Exercise objective:
Below this line is a set of entries; quote exactly the lines from the line that contains "the configured Redis." to the line that contains "in the context.", both lines included.
☆ ☆ ☆ ☆
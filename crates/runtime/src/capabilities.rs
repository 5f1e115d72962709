//! Capability bundle handed to an automation.
//!
//! An automation sees exactly two things: the execution context it was
//! started with, and a set of bound collaborators (integration configs and
//! the shared cache). Nothing is injected into a global namespace; the
//! bundle is passed explicitly to [`crate::Automation::run`].

use std::sync::Arc;

use autobridge_core::context::ContextMap;
use autobridge_core::{load_context, search_context, search_context_iterative, search_context_path};
use autobridge_core::BridgeSettings;
use autobridge_integrations::cache::{CacheSettings, CACHE_INTEGRATION};
use autobridge_integrations::{
    CacheStore, ConfigSource, IntegrationConfig, IntegrationConfigResolver, OrchestratorEndpoint,
    RedisCache,
};
use serde_json::Value;

/// Collaborators bound to a capability bundle.
///
/// A [`crate::CapabilitySupervisor`] swaps whole `Bindings` when its
/// settings file changes; an individual binding is never mutated in place.
pub struct Bindings {
    settings: BridgeSettings,
    config: Arc<dyn ConfigSource>,
    cache: Option<Arc<dyn CacheStore>>,
}

impl Bindings {
    /// Resolve integration configs through the orchestrator described by
    /// `settings`, and use the Redis cache those configs point at.
    pub fn from_settings(settings: BridgeSettings) -> Self {
        let resolver = IntegrationConfigResolver::new(settings.clone());
        Self {
            settings,
            config: Arc::new(resolver),
            cache: None,
        }
    }

    /// Replace the integration config source (offline runs, tests).
    pub fn with_config_source(mut self, source: Arc<dyn ConfigSource>) -> Self {
        self.config = source;
        self
    }

    /// Use `cache` instead of connecting to the configured Redis.
    pub fn with_cache(mut self, cache: Arc<dyn CacheStore>) -> Self {
        self.cache = Some(cache);
        self
    }

    pub fn settings(&self) -> &BridgeSettings {
        &self.settings
    }

    pub fn config_source(&self) -> &dyn ConfigSource {
        self.config.as_ref()
    }
}

impl std::fmt::Debug for Bindings {
    fn fmt(&self, f: &mut std::fmt::Formatter<'_>) -> std::fmt::Result {
        f.debug_struct("Bindings")
            .field("settings", &self.settings)
            .field("cache_override", &self.cache.is_some())
            .finish_non_exhaustive()
    }
}

/// Execution context plus bound collaborators.
///
/// Cheap to clone: both halves are reference counted.
#[derive(Debug, Clone)]
pub struct Capabilities {
    context: Arc<Value>,
    bindings: Arc<Bindings>,
}

impl Capabilities {
    pub fn new(context: Value, bindings: Arc<Bindings>) -> Self {
        Self {
            context: Arc::new(context),
            bindings,
        }
    }

    /// Capabilities for a standalone automation process: settings from the
    /// environment, context from stdin.
    pub fn bootstrap() -> Self {
        let bindings = Bindings::from_settings(BridgeSettings::from_env());
        Self::new(load_context(), Arc::new(bindings))
    }

    pub fn context(&self) -> &Value {
        &self.context
    }

    /// The top-level context mapping. Loaded contexts are always mappings;
    /// anything else reads as empty.
    pub fn context_map(&self) -> ContextMap {
        self.context.as_object().cloned().unwrap_or_default()
    }

    /// Top-level context field.
    pub fn get(&self, key: &str) -> Option<&Value> {
        self.context.get(key)
    }

    /// First value stored under `key` anywhere in the context.
    pub fn search(&self, key: &str) -> Option<&Value> {
        search_context(&self.context, key)
    }

    /// Like [`Capabilities::search`] without recursion, for deep documents.
    pub fn search_iterative(&self, key: &str) -> Option<&Value> {
        search_context_iterative(&self.context, key)
    }

    /// Value at a dot-separated path such as `"scan.target.url"`.
    pub fn search_path(&self, path: &str) -> Option<&Value> {
        search_context_path(&self.context, path)
    }

    pub fn bindings(&self) -> &Arc<Bindings> {
        &self.bindings
    }

    /// Same context, new collaborators.
    pub fn rebind(&self, bindings: Arc<Bindings>) -> Self {
        Self {
            context: Arc::clone(&self.context),
            bindings,
        }
    }

    pub fn orchestrator(&self) -> OrchestratorEndpoint {
        autobridge_integrations::get_orchestrator_config(self.bindings.settings())
    }

    /// Resolve the named integration's config, or `None`.
    pub async fn integration_config(&self, name: &str) -> Option<IntegrationConfig> {
        self.bindings.config_source().integration_config(name).await
    }

    /// The shared cache.
    ///
    /// Without an override this resolves the `"redis"` config and builds a
    /// client for it. `None` only when the client cannot be built at all;
    /// an unreachable server surfaces on the first command instead.
    pub async fn cache(&self) -> Option<Arc<dyn CacheStore>> {
        if let Some(cache) = &self.bindings.cache {
            return Some(Arc::clone(cache));
        }

        let config = self.integration_config(CACHE_INTEGRATION).await;
        let settings = CacheSettings::from_config(config.as_ref());
        match RedisCache::new(&settings, self.bindings.settings().cache_timeout()) {
            Ok(cache) => Some(Arc::new(cache)),
            Err(e) => {
                tracing::warn!(host = %settings.host, port = settings.port, error = %e, "Failed to build cache client");
                None
            }
        }
    }
}

// ---------------------------------------------------------------------------
// Tests
// ---------------------------------------------------------------------------

#[cfg(test)]
mod tests {
    use autobridge_integrations::{MemoryCache, StaticConfigSource};
    use serde_json::json;

    use super::*;

    fn offline_bindings() -> Bindings {
        let config: IntegrationConfig =
            serde_json::from_value(json!({"apikey": "K"})).expect("mapping");
        Bindings::from_settings(BridgeSettings::default())
            .with_config_source(Arc::new(StaticConfigSource::new().with("virustotal", config)))
    }

    #[test]
    fn searches_delegate_to_context() {
        let caps = Capabilities::new(
            json!({"scan": {"target": {"url": "https://example.com"}}}),
            Arc::new(offline_bindings()),
        );

        assert_eq!(caps.search("url"), Some(&json!("https://example.com")));
        assert_eq!(caps.search_iterative("url"), Some(&json!("https://example.com")));
        assert_eq!(
            caps.search_path("scan.target.url"),
            Some(&json!("https://example.com"))
        );
        assert!(caps.get("url").is_none());
        assert!(caps.get("scan").is_some());
    }

    #[test]
    fn non_mapping_context_reads_as_empty_map() {
        let caps = Capabilities::new(json!([1, 2]), Arc::new(offline_bindings()));
        assert!(caps.context_map().is_empty());
    }

    #[test]
    fn rebind_keeps_context() {
        let caps = Capabilities::new(json!({"clientname": "acme"}), Arc::new(offline_bindings()));
        let settings = BridgeSettings {
            default_url: "http://orchestrator.internal:9000".into(),
            config_paths: Vec::new(),
            ..BridgeSettings::default()
        };

        let rebound = caps.rebind(Arc::new(Bindings::from_settings(settings)));
        assert_eq!(rebound.get("clientname"), Some(&json!("acme")));
        assert_eq!(rebound.orchestrator().url, "http://orchestrator.internal:9000");
        assert!(Arc::ptr_eq(&caps.context, &rebound.context));
    }

    #[tokio::test]
    async fn integration_config_comes_from_bound_source() {
        let caps = Capabilities::new(json!({}), Arc::new(offline_bindings()));
        let config = caps.integration_config("virustotal").await.expect("bound");
        assert_eq!(config.str_field("apikey"), Some("K"));
        assert!(caps.integration_config("redis").await.is_none());
    }

    #[tokio::test]
    async fn cache_override_is_used() {
        let memory = Arc::new(MemoryCache::new());
        let bindings = offline_bindings().with_cache(memory.clone());
        let caps = Capabilities::new(json!({}), Arc::new(bindings));

        let cache = caps.cache().await.expect("override");
        cache.set("k", "v").await.expect("set");
        assert_eq!(memory.get("k").await.expect("get"), Some("v".into()));
    }

    #[tokio::test]
    async fn cache_defaults_to_redis_client() {
        let caps = Capabilities::new(json!({}), Arc::new(offline_bindings()));
        assert!(caps.cache().await.is_some());
    }
}
#[derive(Debug, thiserror::Error)]
pub enum BridgeError {
    #[error("I/O error: {0}")]
    Io(#[from] std::io::Error),

    #[error("JSON error: {0}")]
    Json(#[from] serde_json::Error),

    #[error("Invalid envelope: {0}")]
    Envelope(#[from] crate::envelope::EnvelopeError),

    #[error("Invalid settings: {0}")]
    Settings(#[from] crate::settings::SettingsError),

    #[error("Context document is not a mapping (found {0})")]
    NotAMapping(&'static str),
}
//! Shortcut store adapter.
//!
//! Abstracts reading and writing a shortcut's persisted target path over the
//! native shortcut format. One concrete variant exists per platform and the
//! `PlatformStore` alias selects it, so no platform branches leak into the
//! verification, repair, or creation code.

use crate::error::Result;
use std::path::{Path, PathBuf};

#[cfg(not(windows))]
mod entry_file;
#[cfg(windows)]
mod link_file;

#[cfg(not(windows))]
pub use entry_file::EntryStore;
#[cfg(windows)]
pub use link_file::LnkStore;

/// The shortcut store for the current platform.
///
/// - **Windows**: [`LnkStore`] (`.lnk` shell-link files)
/// - **Linux/macOS**: [`EntryStore`] (freedesktop `.desktop` entries)
#[cfg(windows)]
pub type PlatformStore = LnkStore;
#[cfg(not(windows))]
pub type PlatformStore = EntryStore;

/// Read/write access to a shortcut's stored target path.
pub trait ShortcutStore {
    /// Resolve the target path stored in a shortcut file.
    ///
    /// Returns `None` for a missing shortcut, and also for a malformed or
    /// unreadable one — those are logged as diagnostics, never propagated.
    fn read_target(&self, shortcut: &Path) -> Option<PathBuf>;

    /// Update the stored target path in place.
    ///
    /// The directory containing the shortcut must already exist. Writing to
    /// a path with no existing shortcut creates a fresh minimal entry.
    fn write_target(&self, shortcut: &Path, target: &Path) -> Result<()>;
}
☆ ☆ ☆ ☆
Solution to the problem:
    /// Use `cache` instead of connecting to the configured Redis.
    pub fn with_cache(mut self, cache: Arc<dyn CacheStore>) -> Self {
        self.cache = Some(cache);
        self
    }

    pub fn settings(&self) -> &BridgeSettings {
        &self.settings
    }

    pub fn config_source(&self) -> &dyn ConfigSource {
        self.config.as_ref()
    }
}

impl std::fmt::Debug for Bindings {
    fn fmt(&self, f: &mut std::fmt::Formatter<'_>) -> std::fmt::Result {
        f.debug_struct("Bindings")
            .field("settings", &self.settings)
            .field("cache_override", &self.cache.is_some())
            .finish_non_exhaustive()
    }
}

/// Execution context plus bound collaborators.
///
/// Cheap to clone: both halves are reference counted.
#[derive(Debug, Clone)]
pub struct Capabilities {
    context: Arc<Value>,
    bindings: Arc<Bindings>,
}

impl Capabilities {
    pub fn new(context: Value, bindings: Arc<Bindings>) -> Self {
        Self {
            context: Arc::new(context),
            bindings,
        }
    }

    /// Capabilities for a standalone automation process: settings from the
    /// environment, context from stdin.
    pub fn bootstrap() -> Self {
        let bindings = Bindings::from_settings(BridgeSettings::from_env());
        Self::new(load_context(), Arc::new(bindings))
    }

    pub fn context(&self) -> &Value {
        &self.context
    }

    /// The top-level context mapping. Loaded contexts are always mappings;
    /// anything else reads as empty.
    pub fn context_map(&self) -> ContextMap {
        self.context.as_object().cloned().unwrap_or_default()
    }

    /// Top-level context field.
    pub fn get(&self, key: &str) -> Option<&Value> {
        self.context.get(key)
    }

    /// First value stored under `key` anywhere in the context.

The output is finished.